Many of the furniture plans available include a cut list and cutting diagrams that minimizes waste. While that might work for MDF, melamine or wood which will be painted, it doesn’t acknowledge the grain of the wood if the wood is to remain visible and the finish is intended to be transparent or translucent. You can minimize waste or “waste” some of a board or two and make a fair piece better or a good piece really nice.
When I first got into woodworking I wanted to use every piece of each board or each sheet of a furniture grade plywood. Any scrap was a waste of wood. I saved the small scraps figuring I could use it for a drawer pull or a feet on a box maybe. I made things that fit together and worked - but I began noticing that the grain on a drawer or a panel didn’t look right. The space was filled with wood - but it didn’t look right - or rather, it didn’t look as good as it could if I’d “wasted” some wood.

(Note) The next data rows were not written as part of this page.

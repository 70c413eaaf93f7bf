//! Universe and fundamentals data access port.

use crate::domain::error::FundexError;
use crate::domain::instrument::{FundamentalBundle, InstrumentSummary};
use chrono::NaiveDate;
use std::collections::HashMap;

pub trait DataPort {
    /// Dates with a universe snapshot, ascending.
    fn snapshot_dates(&self) -> Result<Vec<NaiveDate>, FundexError>;

    fn fetch_universe_snapshot(&self, date: NaiveDate)
    -> Result<Vec<InstrumentSummary>, FundexError>;

    /// Bundles for the requested symbols as known on `date`. Symbols without any
    /// fundamentals are simply absent from the map.
    fn fetch_fundamentals(
        &self,
        date: NaiveDate,
        symbols: &[String],
    ) -> Result<HashMap<String, FundamentalBundle>, FundexError>;
}
//! Portfolio drawdown guard.
//!
//! Tracks the high-water mark of total portfolio value. A breach of the threshold resets
//! the mark to zero; the next observation re-establishes it from scratch.

use log::{debug, warn};

pub const DEFAULT_MAX_DRAWDOWN: f64 = -0.15;

#[derive(Debug, Clone, Copy, PartialEq, Eq, Default)]
pub enum GuardMode {
    #[default]
    Armed,
    /// Breached on the most recent observation.
    Triggered,
}

#[derive(Debug, Clone, Copy, PartialEq)]
pub enum GuardSignal {
    Clear { drawdown: f64 },
    Breach { drawdown: f64, high_water_mark: f64 },
}

#[derive(Debug, Clone, PartialEq)]
pub struct DrawdownGuard {
    threshold: f64,
    high_water_mark: f64,
    initialized: bool,
    mode: GuardMode,
}

impl DrawdownGuard {
    pub fn new(threshold: f64) -> Self {
        DrawdownGuard {
            threshold,
            high_water_mark: 0.0,
            initialized: false,
            mode: GuardMode::Armed,
        }
    }

    pub fn threshold(&self) -> f64 {
        self.threshold
    }

    pub fn high_water_mark(&self) -> f64 {
        self.high_water_mark
    }

    pub fn is_initialized(&self) -> bool {
        self.initialized
    }

    pub fn mode(&self) -> GuardMode {
        self.mode
    }

    pub fn observe(&mut self, value: f64) -> GuardSignal {
        if !self.initialized {
            self.high_water_mark = value;
            self.initialized = true;
        }
        if self.high_water_mark < value {
            self.high_water_mark = value;
        }
        if self.mode == GuardMode::Triggered {
            debug!("drawdown guard re-armed at {:.2}", self.high_water_mark);
            self.mode = GuardMode::Armed;
        }

        // A non-positive mark only happens with a worthless portfolio.
        let drawdown = if self.high_water_mark > 0.0 {
            value / self.high_water_mark - 1.0
        } else {
            0.0
        };

        if drawdown < self.threshold {
            let high_water_mark = self.high_water_mark;
            warn!(
                "drawdown {:.2}% breached {:.2}% (value {:.2}, high-water {:.2})",
                drawdown * 100.0,
                self.threshold * 100.0,
                value,
                high_water_mark
            );
            self.high_water_mark = 0.0;
            self.mode = GuardMode::Triggered;
            GuardSignal::Breach {
                drawdown,
                high_water_mark,
            }
        } else {
            GuardSignal::Clear { drawdown }
        }
    }
}

impl Default for DrawdownGuard {
    fn default() -> Self {
        DrawdownGuard::new(DEFAULT_MAX_DRAWDOWN)
    }
}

When I first got into woodworking I’d look at a board or a piece of plywood and see its price tag first and only then its grain. It was like that when I first got into making jewelry. $300 worth of gold casting shot will only fill less than a quarter of an inch of the bottom of a pill bottle. A thousand dollar stone won’t cover half my little fingernail. After a while gold just became a material I could make into a form I wanted. Eventually, a diamond or an emerald or an amathyst was just an element of the piece.
That process has been repeated in my woodworking journey. Building a stash of woods, some that just come my way, or that I seek out without an immediate need, or bandsaw out of a mini-log I find, means there’s far more wood in my shop than I need for my current project. Much of my wood stash has been in the shop long enough for the cost of any particular board to be forgotten. Now its just wood - nice wood, interesting wood, some very special wood - and its value is the color and grain. The dollar value is gone. I don’t save receipts for wood anymore.

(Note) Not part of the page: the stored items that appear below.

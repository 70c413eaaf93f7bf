//! Instrument snapshot types supplied fresh by the data port every cycle.

use std::fmt;

/// One row of the coarse universe snapshot.
#[derive(Debug, Clone, PartialEq)]
pub struct InstrumentSummary {
    pub symbol: String,
    pub price: f64,
    pub dollar_volume: f64,
    pub has_fundamental_data: bool,
}

/// Current-period fundamental statement figures for one instrument.
///
/// Every figure is optional. A figure counts as present only when it is `Some` and finite.
#[derive(Debug, Clone, PartialEq, Default)]
pub struct FundamentalBundle {
    pub tangible_book_value: Option<f64>,
    pub total_revenue: Option<f64>,
    pub operating_income: Option<f64>,
    pub dividends_paid: Option<f64>,
    pub primary_exchange: String,
}

impl FundamentalBundle {
    /// The value of `factor`, or `None` when absent or not finite.
    pub fn value(&self, factor: Factor) -> Option<f64> {
        let raw = match factor {
            Factor::TangibleBook => self.tangible_book_value,
            Factor::Revenue => self.total_revenue,
            Factor::OperatingIncome => self.operating_income,
            Factor::Dividends => self.dividends_paid,
        };
        raw.filter(|v| v.is_finite())
    }

    pub fn has_all_factors(&self) -> bool {
        Factor::ALL.iter().all(|&f| self.value(f).is_some())
    }
}

/// The four ranked fundamental factors.
#[derive(Debug, Clone, Copy, PartialEq, Eq, Hash)]
pub enum Factor {
    TangibleBook,
    Revenue,
    OperatingIncome,
    Dividends,
}

impl Factor {
    pub const ALL: [Factor; 4] = [
        Factor::TangibleBook,
        Factor::Revenue,
        Factor::OperatingIncome,
        Factor::Dividends,
    ];
}

impl fmt::Display for Factor {
    fn fmt(&self, f: &mut fmt::Formatter<'_>) -> fmt::Result {
        match self {
            Factor::TangibleBook => write!(f, "TV"),
            Factor::Revenue => write!(f, "TR"),
            Factor::OperatingIncome => write!(f, "OI"),
            Factor::Dividends => write!(f, "DP"),
        }
    }
}

/// A coarse survivor joined with its fundamentals, in coarse order.
#[derive(Debug, Clone, PartialEq)]
pub struct FineCandidate {
    pub symbol: String,
    pub fundamentals: FundamentalBundle,
}

/// A position as reported by the broker.
#[derive(Debug, Clone, PartialEq)]
pub struct Holding {
    pub symbol: String,
    pub quantity: i64,
    /// Quantity marked at the broker's current price.
    pub market_value: f64,
}

impl Holding {
    pub fn is_invested(&self) -> bool {
        self.quantity != 0
    }
}
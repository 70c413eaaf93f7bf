//! Collaborator traits consumed and driven by the domain.

pub mod broker_port;
pub mod config_port;
pub mod data_port;
//! fundex: periodic fundamental factor-ranking portfolio allocator.
//!
//! Hexagonal architecture: decision logic in [`domain`], collaborator traits in [`ports`],
//! concrete implementations in [`adapters`].

pub mod domain;
pub mod ports;
pub mod adapters;
pub mod cli;
//! Portfolio reader and order submission port.

use crate::domain::error::FundexError;
use crate::domain::instrument::Holding;

pub trait BrokerPort {
    fn holdings(&self) -> Vec<Holding>;

    fn total_portfolio_value(&self) -> f64;

    /// Closes one position, or every position when `symbol` is `None`.
    fn liquidate(&mut self, symbol: Option<&str>) -> Result<(), FundexError>;

    /// Trades `symbol` towards `target_weight` of total portfolio value.
    fn set_holdings(&mut self, symbol: &str, target_weight: f64) -> Result<(), FundexError>;
}
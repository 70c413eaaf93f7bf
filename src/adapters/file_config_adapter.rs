//! INI file configuration adapter.

use crate::domain::error::FundexError;
use crate::ports::config_port::ConfigPort;
use configparser::ini::Ini;
use std::path::Path;

pub struct FileConfigAdapter {
    config: Ini,
}

impl FileConfigAdapter {
    pub fn from_file<P: AsRef<Path>>(path: P) -> Result<Self, FundexError> {
        let path = path.as_ref();
        let mut config = Ini::new();
        config
            .load(path)
            .map_err(|reason| FundexError::ConfigParse {
                file: path.display().to_string(),
                reason,
            })?;
        Ok(Self { config })
    }

    pub fn from_string(content: &str) -> Result<Self, FundexError> {
        let mut config = Ini::new();
        config
            .read(content.to_string())
            .map_err(|reason| FundexError::ConfigParse {
                file: "<string>".to_string(),
                reason,
            })?;
        Ok(Self { config })
    }

    fn parse_bool(value: &str) -> Option<bool> {
        match value.trim().to_lowercase().as_str() {
            "true" | "yes" | "1" => Some(true),
            "false" | "no" | "0" => Some(false),
            _ => None,
        }
    }
}

impl ConfigPort for FileConfigAdapter {
    fn get_string(&self, section: &str, key: &str) -> Option<String> {
        self.config.get(section, key)
    }

    fn get_int(&self, section: &str, key: &str, default: i64) -> i64 {
        self.config
            .getint(section, key)
            .ok()
            .flatten()
            .unwrap_or(default)
    }

    fn get_double(&self, section: &str, key: &str, default: f64) -> f64 {
        self.config
            .getfloat(section, key)
            .ok()
            .flatten()
            .unwrap_or(default)
    }

    fn get_bool(&self, section: &str, key: &str, default: bool) -> bool {
        self.config
            .get(section, key)
            .as_deref()
            .and_then(Self::parse_bool)
            .unwrap_or(default)
    }
}
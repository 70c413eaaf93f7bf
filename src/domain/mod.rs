//! Core domain types and decision logic.

pub mod instrument;
pub mod coarse;
pub mod ranking;
pub mod basket;
pub mod schedule;
pub mod drawdown;
pub mod allocator;
pub mod strategy;
pub mod position;
pub mod portfolio;
pub mod execution;
pub mod backtest;
pub mod metrics;
pub mod config_validation;
pub mod error;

No matter what my initial intentions, almost anything I build, even what starts out as a slap together stand for a machine, soon becomes a series of decisions about what wood and what grain is available and which would work best for a particular component of the current piece. As the piece evolves the significance of each choice becomes more important - to me. Often that will cause a search through my wood stash for possible “fits”.
And then the dilemas
Though a particular piece of wood, or rather a part of a particular piece of that wood, is the best “fit” for the piece at its current point.
a) should I use this piece of wood now for this piece or save it for some future piece and keep looking
b) should I waste perhaps half of this special board to get that special grain that’ll “fit” this specific part of this specific piece. ?
Case in point - the rail and stile paneled doors for a sharpening center cabinet I’m making. The carcass started out as a slap together face framed ply cabinet, two drawers and two, possibly three, doors. The ply turned out to be cherry and, with a coat or two of dewaxed garnet shellac, warranted a maple face frame. That in turn lead to maple rails and stiles. Which then lead to what to use for the panels. That prompted a search through my wood stash, turning up the “Bear Clawed” pine, or fir, I’d bought from a woodworker friend who was moving out of the area and was parting with the less precious of his thirty year old collection of special woods.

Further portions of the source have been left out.